For this reason I associate peak voters with a reformist/leftiest agenda, one that would, outside the HOM, tend to bring up candidates in HOF discussions whom the career-oriented status quo tends to not prefer because they lack a long career and its requisite round numbers, but whose peak/prime level accomplishments are quite wonderful. We know the names: Ron Santo, Dick Allen, Bill Freehan, Billy Pierce, as well as recent examples such as Dave Stieb, Keith Hernandez, Bobby Grich, Ken Singleton, or Will Clark. Chances are that Jim Edmonds, Kevin Brown, and Mike Mussina could end up in this tweener group.

Inside the HOM, the peak voters have mostly had their way, but the division between the camps is probably closer to 50/50 than not, and victories by true peak candidates have tended to come in tight elections. Now as we draw closer to the bottom of the candidate barrel, we may see some subtle shifts toward career guys as we exhaust more peak-friendly candidates.

Overall the outer world's status quo is much closer to the career voter than to the peak voter, a point which makes Beckley's candidacy a lightning rod here that brings the often silent career voters out for discussion. A division within our ranks which, I suspect, would puzzle your typical BBWAA member who would see Beckley's career numbers and wonder what the problem was. Just as this BBWAA member might also wonder the same for Brock...and just as we all wonder for Blyleven.

[/meandering meta-observational post]
   52. Rob_Wood Posted: October 17, 2006 at 05:46 PM (#2215031)
Wow - good discussions as usual. Two quick comments.

1. I hope his minor league contributions (remember there was less formal distinction between major and minor leagues then) catapult Cupid Childs into the HOM.

2. John Murphy is right on when it comes to Beckley. I am a career voter who fervently believes that first basemen of his era provided much defensive value (far more than WS reflects). Thus, Beckley has been near the top of my ballot for years.
   53. Dizzypaco Posted: October 17, 2006 at 05:50 PM (#2215039)
I posted this on the other thread, but I'll post it here:

Since these Beckley debates are fun, and since we are getting into the 1980's, I provide the following numbers:
Beckley: 10,142 PA, 125 OPS+
Dwight Evans: 10,387 PA, 127 OPS+
Tony Perez: 10,703 PA, 122 OPS+
Staub: 10,975 PA, 124 OPS+
Harold Baines: 10,970 PA, 120 OPS+

So, offensively, Beckley is pretty similar with this group. None of these guys had great peaks either, but all were good hitters for a long time, not to mention durable. Defensively, I'm sure Beckley had more value than Perez, Staub, and Baines, but I'm not so sure about Dewey. I always thought Beckely was borderline, and I still do.
   54. Dr. Chaleeko Posted: October 17, 2006 at 05:53 PM (#2215040)
from jingoist on the results thread...

While I might be tempted to push for Beckley over Brock I have no quarrel with the groups assertion that neither are worthy.

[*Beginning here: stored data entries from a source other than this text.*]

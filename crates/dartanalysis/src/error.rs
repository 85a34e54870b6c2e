//! Error types for the analysis client
//!
//! Every request resolves exactly once, either with its result or with one
//! of these errors. Only [`AnalysisError::Server`] originates from the
//! server itself; the rest describe the connection or the local decode.

use dartanalysis_protocol::{ProtocolError, RequestError};
use dartanalysis_transport::TransportError;

/// Result type for client operations
pub type Result<T> = std::result::Result<T, AnalysisError>;

/// Errors that can occur in client operations
#[derive(Debug, thiserror::Error)]
pub enum AnalysisError {
    /// The server answered the request with an error response
    #[error("Server error {code}: {message}")]
    Server {
        /// Server error code
        code: i64,
        /// Server error message
        message: String,
    },

    /// The connection ended before the request was answered, or had
    /// already ended when it was sent
    #[error("Connection to the analysis server closed")]
    ConnectionClosed,

    /// The service was disposed; nothing was sent
    #[error("Analysis service has been disposed")]
    Disposed,

    /// The result did not match the command's result shape
    #[error("Failed to decode result: {0}")]
    Decode(String),

    /// Writing to the server failed
    #[error("Transport error: {0}")]
    Transport(#[from] TransportError),

    /// Building a request failed
    #[error("Protocol error: {0}")]
    Protocol(#[from] ProtocolError),

    /// Invalid configuration
    #[error("Configuration error: {0}")]
    Config(String),
}

impl AnalysisError {
    /// Whether this error means the connection is gone for good
    pub fn is_connection_lost(&self) -> bool {
        matches!(self, Self::ConnectionClosed | Self::Disposed)
    }

    /// Server error code, for [`AnalysisError::Server`]
    pub fn server_code(&self) -> Option<i64> {
        match self {
            Self::Server { code, .. } => Some(*code),
            _ => None,
        }
    }
}

impl From<RequestError> for AnalysisError {
    fn from(err: RequestError) -> Self {
        Self::Server {
            code: err.code,
            message: err.message,
        }
    }
}
//! Error types for protocol operations
//!
//! Provides error types for serialization, deserialization, and message classification.

use std::fmt;

/// Result type for protocol operations
pub type Result<T> = std::result::Result<T, ProtocolError>;

/// Errors that can occur during protocol operations
#[derive(Debug, Clone, PartialEq)]
pub enum ProtocolError {
    /// JSON serialization/deserialization error
    SerializationError(String),

    /// Line is valid JSON but neither a response nor a notification
    UnrecognizedMessage(String),

    /// Notification params did not match the payload shape for its event
    InvalidPayload {
        /// The event name the payload arrived under.
        event: String,
        /// Decoder message.
        reason: String,
    },
}

impl fmt::Display for ProtocolError {
    fn fmt(&self, f: &mut fmt::Formatter<'_>) -> fmt::Result {
        match self {
            Self::SerializationError(msg) => write!(f, "Serialization error: {}", msg),
            Self::UnrecognizedMessage(msg) => write!(f, "Unrecognized message: {}", msg),
            Self::InvalidPayload { event, reason } => {
                write!(f, "Invalid payload for {}: {}", event, reason)
            }
        }
    }
}

impl std::error::Error for ProtocolError {}

impl From<serde_json::Error> for ProtocolError {
    fn from(err: serde_json::Error) -> Self {
        Self::SerializationError(err.to_string())
    }
}
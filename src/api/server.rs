//! API server lifecycle — starts/stops the axum HTTP server.
//!
//! Pattern: bind → spawn background task → return handle with shutdown
//! channel. The handle owns the only way to stop the server short of
//! process exit.

use std::net::SocketAddr;
use std::sync::Arc;

use serde::{Deserialize, Serialize};
use tokio::sync::oneshot;
use uuid::Uuid;

use crate::api::router::api_router;
use crate::core_state::CoreState;

/// Metadata for a running API server.
#[derive(Debug, Clone, Serialize, Deserialize)]
pub struct ApiSession {
    pub session_id: String,
    pub server_addr: String,
    pub port: u16,
    pub started_at: String,
}

/// Handle to a running API server.
pub struct ApiServer {
    pub session: ApiSession,
    shutdown_tx: Option<oneshot::Sender<()>>,
}

impl ApiServer {
    /// Shut down the server gracefully. Safe to call more than once.
    pub fn shutdown(&mut self) {
        if let Some(tx) = self.shutdown_tx.take() {
            let _ = tx.send(());
            tracing::info!("API server shutdown signal sent");
        }
    }
}

/// Start the API server on the given address.
///
/// Binds the listener, builds the router, and spawns the axum server in
/// a background tokio task. Port 0 binds an ephemeral port (tests).
pub async fn start_api_server(
    core: Arc<CoreState>,
    addr: SocketAddr,
) -> Result<ApiServer, String> {
    let listener = tokio::net::TcpListener::bind(addr)
        .await
        .map_err(|e| format!("Failed to bind API server on {addr}: {e}"))?;

    let addr = listener
        .local_addr()
        .map_err(|e| format!("Failed to get server address: {e}"))?;

    let app = api_router(core);

    let session = ApiSession {
        session_id: Uuid::new_v4().to_string(),
        server_addr: addr.to_string(),
        port: addr.port(),
        started_at: chrono::Utc::now().to_rfc3339(),
    };

    let (shutdown_tx, shutdown_rx) = oneshot::channel::<()>();

    tokio::spawn(async move {
        let shutdown_signal = async move {
            let _ = shutdown_rx.await;
            tracing::info!("API server received shutdown signal");
        };

        tracing::info!(%addr, "API server started");

        if let Err(e) = axum::serve(listener, app)
            .with_graceful_shutdown(shutdown_signal)
            .await
        {
            tracing::error!("API server error: {e}");
        }

        tracing::info!("API server stopped");
    });

    Ok(ApiServer {
        session,
        shutdown_tx: Some(shutdown_tx),
    })
}

// ─── Tests ────────────────────────────────────────────────────────────────────
//! Inference engine — symptom selection in, ranked conditions out.
//!
//! The classifier is fitted once at process start and never refitted, so
//! prediction is a pure read-only function of (model, feature vector) and
//! is safe to call concurrently.
//!
//! The classifier sits behind the [`Classifier`] trait: anything that can
//! emit a full probability distribution over the encoded labels plugs in.
//! The default is a Bernoulli naive Bayes model with Laplace smoothing:
//! with five training rows it behaves as a memorized lookup with smoothed
//! probability mass, which is exactly what this corpus calls for.

use std::cmp::Ordering;
use std::collections::HashMap;

use serde::{Deserialize, Serialize};

use crate::vocabulary::{Corpus, Vocabulary};

/// Ranked list length returned by `predict`.
pub const TOP_K: usize = 3;

/// Laplace smoothing pseudo-count for per-class feature estimates.
const SMOOTHING: f64 = 1.0;

// ─── Errors ───────────────────────────────────────────────────────────────────

/// Rejected user input. Surfaced as a message, never a crash; the report
/// store must be left untouched when one of these is returned.
#[derive(Debug, Clone, PartialEq, Eq, thiserror::Error)]
pub enum ValidationError {
    #[error("Please enter a patient name")]
    MissingName,
    #[error("Please select at least one symptom")]
    NoSymptomsSelected,
    #[error("Unrecognized symptom: {0}")]
    UnknownSymptom(String),
}

/// Malformed corpus at startup. Fatal: the process must not serve if the
/// engine cannot be fitted.
#[derive(Debug, Clone, PartialEq, Eq, thiserror::Error)]
pub enum FitError {
    #[error("training corpus is empty")]
    EmptyCorpus,
    #[error("symptom vocabulary is empty")]
    EmptyVocabulary,
    #[error("duplicate vocabulary entry: {0}")]
    DuplicateSymptom(String),
    #[error("training example {index} has {got} features, expected {expected}")]
    FeatureLengthMismatch {
        index: usize,
        expected: usize,
        got: usize,
    },
}

// ─── Label encoding ───────────────────────────────────────────────────────────

/// Bijection between condition names and dense integer indices.
///
/// Labels are indexed in corpus order of first appearance; the mapping is
/// fixed at fit time and reversed for display.
#[derive(Debug, Clone)]
pub struct LabelEncoding {
    labels: Vec<String>,
    index: HashMap<String, usize>,
}

impl LabelEncoding {
    fn from_corpus(corpus: &Corpus) -> Self {
        let mut labels = Vec::new();
        let mut index = HashMap::new();
        for example in &corpus.examples {
            if !index.contains_key(&example.label) {
                index.insert(example.label.clone(), labels.len());
                labels.push(example.label.clone());
            }
        }
        Self { labels, index }
    }

    /// Number of distinct labels.
    pub fn len(&self) -> usize {
        self.labels.len()
    }

    pub fn is_empty(&self) -> bool {
        self.labels.is_empty()
    }

    pub fn encode(&self, label: &str) -> Option<usize> {
        self.index.get(label).copied()
    }

    pub fn decode(&self, index: usize) -> &str {
        &self.labels[index]
    }

    pub fn labels(&self) -> &[String] {
        &self.labels
    }
}

// ─── Classifier ───────────────────────────────────────────────────────────────

/// A fitted multi-class probabilistic classifier.
///
/// The contract is `predict_proba`-shaped: a full probability distribution
/// over the encoded labels, one entry per label index, summing to 1.
/// Exact numeric values are implementation-defined and must not be asserted
/// bit-exactly across classifier families.
pub trait Classifier: Send + Sync {
    fn class_probabilities(&self, features: &[u8]) -> Vec<f64>;
}

/// Bernoulli naive Bayes over binary features, Laplace-smoothed.
///
/// Per class c and feature i the model keeps log θ_ci and log (1 − θ_ci),
/// where θ_ci = (count of 1s + α) / (rows in class + 2α). Scoring runs in
/// log space and normalizes with a max-shift, so the output is a proper
/// distribution and deterministic for a given fit.
pub struct NaiveBayesModel {
    log_theta: Vec<Vec<f64>>,
    log_theta_neg: Vec<Vec<f64>>,
    log_prior: Vec<f64>,
}

impl NaiveBayesModel {
    fn fit(corpus: &Corpus, encoding: &LabelEncoding) -> Self {
        let n_features = corpus.vocabulary.len();
        let n_classes = encoding.len();
        let total = corpus.examples.len() as f64;

        let mut ones = vec![vec![0.0f64; n_features]; n_classes];
        let mut rows = vec![0.0f64; n_classes];

        for example in &corpus.examples {
            // Fit preconditions guarantee every label is encodable.
            let class = encoding
                .encode(&example.label)
                .expect("label present in encoding");
            rows[class] += 1.0;
            for (i, &value) in example.features.iter().enumerate() {
                if value != 0 {
                    ones[class][i] += 1.0;
                }
            }
        }

        let mut log_theta = vec![vec![0.0f64; n_features]; n_classes];
        let mut log_theta_neg = vec![vec![0.0f64; n_features]; n_classes];
        let mut log_prior = vec![0.0f64; n_classes];

        for c in 0..n_classes {
            log_prior[c] = (rows[c] / total).ln();
            for i in 0..n_features {
                let theta = (ones[c][i] + SMOOTHING) / (rows[c] + 2.0 * SMOOTHING);
                log_theta[c][i] = theta.ln();
                log_theta_neg[c][i] = (1.0 - theta).ln();
            }
        }

        Self {
            log_theta,
            log_theta_neg,
            log_prior,
        }
    }
}

impl Classifier for NaiveBayesModel {
    fn class_probabilities(&self, features: &[u8]) -> Vec<f64> {
        let scores: Vec<f64> = (0..self.log_prior.len())
            .map(|c| {
                let mut score = self.log_prior[c];
                for (i, &value) in features.iter().enumerate() {
                    score += if value != 0 {
                        self.log_theta[c][i]
                    } else {
                        self.log_theta_neg[c][i]
                    };
                }
                score
            })
            .collect();

        // Max-shift before exponentiation keeps the normalization stable.
        let max = scores.iter().copied().fold(f64::NEG_INFINITY, f64::max);
        let exp: Vec<f64> = scores.iter().map(|s| (s - max).exp()).collect();
        let sum: f64 = exp.iter().sum();
        exp.iter().map(|e| e / sum).collect()
    }
}

// ─── Prediction types ─────────────────────────────────────────────────────────

/// One ranked entry: a condition name plus a confidence percentage
/// (probability × 100, rounded to 2 decimal places).
#[derive(Debug, Clone, PartialEq, Serialize, Deserialize)]
pub struct RankedCondition {
    pub condition: String,
    pub confidence: f64,
}

/// Result of a successful prediction.
#[derive(Debug, Clone, Serialize, Deserialize)]
pub struct Prediction {
    pub patient: String,
    pub symptoms: Vec<String>,
    pub conditions: Vec<RankedCondition>,
}

// ─── Engine ───────────────────────────────────────────────────────────────────

/// Vocabulary + label encoding + fitted classifier.
pub struct InferenceEngine {
    vocabulary: Vocabulary,
    labels: LabelEncoding,
    model: Box<dyn Classifier>,
}

impl InferenceEngine {
    /// Fit the engine on a corpus. Invoked once, at process start.
    ///
    /// Validates the corpus shape (non-empty, every row aligned with the
    /// vocabulary), builds the label encoding, and fits the default
    /// classifier.
    pub fn fit(corpus: Corpus) -> Result<Self, FitError> {
        if corpus.vocabulary.is_empty() {
            return Err(FitError::EmptyVocabulary);
        }
        if corpus.examples.is_empty() {
            return Err(FitError::EmptyCorpus);
        }
        let expected = corpus.vocabulary.len();
        for (index, example) in corpus.examples.iter().enumerate() {
            if example.features.len() != expected {
                return Err(FitError::FeatureLengthMismatch {
                    index,
                    expected,
                    got: example.features.len(),
                });
            }
        }

        let labels = LabelEncoding::from_corpus(&corpus);
        let model = NaiveBayesModel::fit(&corpus, &labels);

        Ok(Self {
            vocabulary: corpus.vocabulary,
            labels,
            model: Box::new(model),
        })
    }

    pub fn vocabulary(&self) -> &Vocabulary {
        &self.vocabulary
    }

    pub fn labels(&self) -> &LabelEncoding {
        &self.labels
    }

    /// Predict the ranked conditions for a symptom selection.
    ///
    /// Validates the input, encodes the feature vector, queries the
    /// classifier, and ranks the top [`TOP_K`] labels by probability
    /// descending, ties broken by label name ascending. If fewer than
    /// `TOP_K` distinct labels exist, all of them are returned.
    pub fn predict(
        &self,
        patient: &str,
        selected: &[String],
    ) -> Result<Prediction, ValidationError> {
        let patient = patient.trim();
        if patient.is_empty() {
            return Err(ValidationError::MissingName);
        }
        if selected.is_empty() {
            return Err(ValidationError::NoSymptomsSelected);
        }

        let features = self.vocabulary.encode(selected)?;
        let probabilities = self.model.class_probabilities(&features);

        let mut ranked: Vec<(usize, f64)> = probabilities.iter().copied().enumerate().collect();
        ranked.sort_by(|a, b| {
            b.1.partial_cmp(&a.1)
                .unwrap_or(Ordering::Equal)
                .then_with(|| self.labels.decode(a.0).cmp(self.labels.decode(b.0)))
        });
        ranked.truncate(TOP_K);

        let conditions = ranked
            .into_iter()
            .map(|(index, probability)| RankedCondition {
                condition: self.labels.decode(index).to_string(),
                confidence: round_percent(probability),
            })
            .collect();

        Ok(Prediction {
            patient: patient.to_string(),
            symptoms: selected.to_vec(),
            conditions,
        })
    }
}

/// Probability → percentage with 2 decimal places.
fn round_percent(probability: f64) -> f64 {
    (probability * 10_000.0).round() / 100.0
}

// ─── Tests ────────────────────────────────────────────────────────────────────
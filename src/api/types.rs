//! Shared types for the API layer.

use std::sync::Arc;

use crate::core_state::CoreState;

/// Shared context for all API routes.
///
/// Thin wrapper over `CoreState`: the model is immutable and the report
/// store does its own locking, so no API-side caches are needed.
#[derive(Clone)]
pub struct ApiContext {
    pub core: Arc<CoreState>,
}

impl ApiContext {
    pub fn new(core: Arc<CoreState>) -> Self {
        Self { core }
    }
}
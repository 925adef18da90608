//! API error types with structured JSON responses.

use axum::http::StatusCode;
use axum::response::{IntoResponse, Redirect, Response};
use axum::Json;
use serde::Serialize;

use crate::core_state::CoreError;

/// Structured error response body.
#[derive(Debug, Serialize)]
pub struct ErrorBody {
    pub error: ErrorDetail,
}

#[derive(Debug, Serialize)]
pub struct ErrorDetail {
    pub code: &'static str,
    pub message: String,
}

/// API-level errors with HTTP status mapping.
#[derive(Debug, thiserror::Error)]
pub enum ApiError {
    #[error("Invalid request: {0}")]
    Validation(String),
    #[error("No report available")]
    NoReportAvailable,
    #[error("Internal error: {0}")]
    Internal(String),
}

impl IntoResponse for ApiError {
    fn into_response(self) -> Response {
        let (status, code, message) = match &self {
            // Export before any submission bounces back to the entry
            // page instead of rendering an error.
            ApiError::NoReportAvailable => {
                return Redirect::to("/").into_response();
            }
            ApiError::Validation(detail) => (StatusCode::BAD_REQUEST, "VALIDATION", detail.clone()),
            ApiError::Internal(detail) => {
                tracing::error!(%detail, "API internal error");
                (
                    StatusCode::INTERNAL_SERVER_ERROR,
                    "INTERNAL",
                    "An internal error occurred".to_string(),
                )
            }
        };

        let body = ErrorBody {
            error: ErrorDetail { code, message },
        };
        (status, Json(body)).into_response()
    }
}

impl From<CoreError> for ApiError {
    fn from(err: CoreError) -> Self {
        match err {
            CoreError::Validation(e) => ApiError::Validation(e.to_string()),
            CoreError::NoReportAvailable => ApiError::NoReportAvailable,
            CoreError::LockPoisoned => ApiError::Internal("lock poisoned".into()),
            CoreError::Report(e) => ApiError::Internal(e.to_string()),
        }
    }
}
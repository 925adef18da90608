//! PDF export endpoint.

use axum::extract::{Query, State};
use axum::http::header;
use axum::response::{IntoResponse, Response};
use serde::Deserialize;

use crate::api::error::ApiError;
use crate::api::types::ApiContext;
use crate::report::PDF_CONTENT_TYPE;

#[derive(Debug, Deserialize)]
pub struct ExportQuery {
    pub session: Option<String>,
}

/// `GET /api/report/pdf` — stream the session's most recent report.
///
/// With no report recorded yet this redirects to `/` (via
/// `ApiError::NoReportAvailable`) rather than erroring.
pub async fn download(
    State(ctx): State<ApiContext>,
    Query(query): Query<ExportQuery>,
) -> Result<Response, ApiError> {
    let (filename, bytes) = ctx.core.export(query.session.as_deref())?;

    let headers = [
        (header::CONTENT_TYPE, PDF_CONTENT_TYPE.to_string()),
        (
            header::CONTENT_DISPOSITION,
            format!("attachment; filename=\"{filename}\""),
        ),
    ];
    Ok((headers, bytes).into_response())
}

The issue isn't Beckley versus Brock. The issue to me is that we aren't supporting Brock, and Beckley isn't so very obviously better than Brock that he is worth supporting for election. Just to hammer this home...

NAME  YEAR1  2  3  4  5  6  7  8  9 10 11 12 13 14 15 16 17 18 19 20 21 22
--------------------------------------------------------------------------      
MrX:   37 27 25 23 22 22 21 21 20 20 20 20 16 16 16 11  9 
Mr
Y:   35 31 25 22 22 21 21 20 20 20 19 17 16 16 14 14  7  6  3  3  1  0
Mr
Z:   25 25 25 25 24 24 24 24 21 21 21 20 18 14  8  7  2  1
Beckley
26 26 25 23 23 22 22 22 21 21 21 20 19 19 17 17 16 13  5  0 
Brock
:   31 30 30 28 26 23 22 22 21 21 20 18 15 13 10  9  9  2  0 


If you want to, add a WS a year to Beckley.

Brock and Beckley, meet Harry Hooper, Mickey Vernon, and Sam Rice. Everyone's adjusted to a 162 sked, and where applicalbe, there's war credit. It's not that Beckley is better than them (it's mostly toss-ups) because it doesn't really matter. It's that Beckley's not distinctly better, he's very clearly a member of this group, but while he's in the top ten, Brock is the only other one seeing triple-digit support.

Who cares about peak versus career? This is a simple matter of Beckley belonging to a group of players who are all roughly similar in the shape, scope, and value of their careers, none of whom else is a likely threat to be elected. Just because he's been around forever and we've been debating him forever, doesn't mean he's so much more electable than these guys that he should be seeing such substantial support---even in a bunched-up backlog.
   55. TomH Posted: October 17, 2006 at 06:10 PM (#2215064)
fascinating perspective, Doctor C. You and I may be 70% out of phase politically, but your observation on this point seems astute. Altho obviously abortion could easily sub for gay marriage.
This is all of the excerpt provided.